№139 イラン:ガソリン価格値上げを受けた抗議活動の発生
- 2019イラン湾岸・アラビア半島地域その他
- 公開日:2019/11/18
イランでガソリン価格が値上げされたことを受けて全国で抗議活動が発生している。2019年11月14日、イラン国営石油製品配給会社(NIOPDC)はガソリン価格を値上げすると発表した。同発表によれば、15日から、ガソリン価格は月60リットル(L)まで15,000リヤール/L(実勢レートで約13.2円)、それを越える場合は30,000リヤール/L(約26.3円)に変更された(それ以前は、月250Lまで10,000リヤール/L(約8.8円))。
未だ状況は流動的だが、15日夜から17日にかけて、テヘラン、マシュハド、タブリーズ、シーラーズ、イスファハーン、ニーシャープール、ヤズド、ゴム等、主要都市を含めた少なくとも数十の都市で抗議活動が行われた。当初、抗議活動のスローガンはガソリン価格の値上げへの不満を訴える平和裏なものであった模様だが、徐々に群衆が「ハーメネイーに死を」と叫ぶなど体制への批判にエスカレートした。暴徒化した抗議活動参加者の一部はガソリンスタンド・銀行に放火したり、最高指導者ハーメネイー師の肖像を炎上させたりした他、治安部隊と衝突するなどし多数の死傷者が発生した。現時点で、イラン国内メディアによると死者2名、負傷者複数名と報じられているものの、17日付『BBC』は死者12名、負傷者数百名、逮捕・拘束者1000名以上と報じた。また、抗議活動の激化に伴い、国内ではインターネットが遮断されるなど情報統制が敷かれた。
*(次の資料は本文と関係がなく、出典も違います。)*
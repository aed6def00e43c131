//! Alert Scheduler
//!
//! Runs alert passes on a fixed interval. A pass is awaited before the
//! next tick is taken, and ticks missed during a slow pass are skipped.

use std::sync::Arc;
use std::time::Duration;

use market_alerts::AlertManager;
use tokio::sync::watch;
use tokio::task::JoinHandle;
use tokio::time::MissedTickBehavior;

pub struct JobScheduler {
    manager: Arc<AlertManager>,
    interval: Duration,
}

impl JobScheduler {
    pub fn new(manager: Arc<AlertManager>, interval: Duration) -> Self {
        Self { manager, interval }
    }

    /// Start the loop. It exits once `shutdown` flips to `true`.
    pub fn spawn(self, mut shutdown: watch::Receiver<bool>) -> JoinHandle<()> {
        tokio::spawn(async move {
            let mut ticker = tokio::time::interval(self.interval);
            ticker.set_missed_tick_behavior(MissedTickBehavior::Skip);
            tracing::info!(interval_secs = self.interval.as_secs(), "Alert scheduler started");

            loop {
                tokio::select! {
                    _ = ticker.tick() => {
                        if let Err(e) = self.manager.check_alerts().await {
                            tracing::error!(error = %e, "Alert pass failed");
                        }
                    }
                    changed = shutdown.changed() => {
                        if changed.is_err() || *shutdown.borrow() {
                            break;
                        }
                    }
                }
            }

            tracing::info!("Alert scheduler stopped");
        })
    }
}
こうした情勢を受けて、17日、ハーメネイー師は「私は(この問題について)専門的な知識を持ち合わせていないが、三権の長が決定したのであれば支持する」と発言した。また、放火などの諸業は「暴徒」によるものだとして人々に抑制を呼び掛けるとともに、混沌とした状況を利用し治安悪化を企図している者がいるとして、諸外国勢力、パフラヴィー旧王家、偽善者(反体制組織モジャーヘディーネ・ハルグ(MKO)のことを指すと思われる)の名前を挙げた。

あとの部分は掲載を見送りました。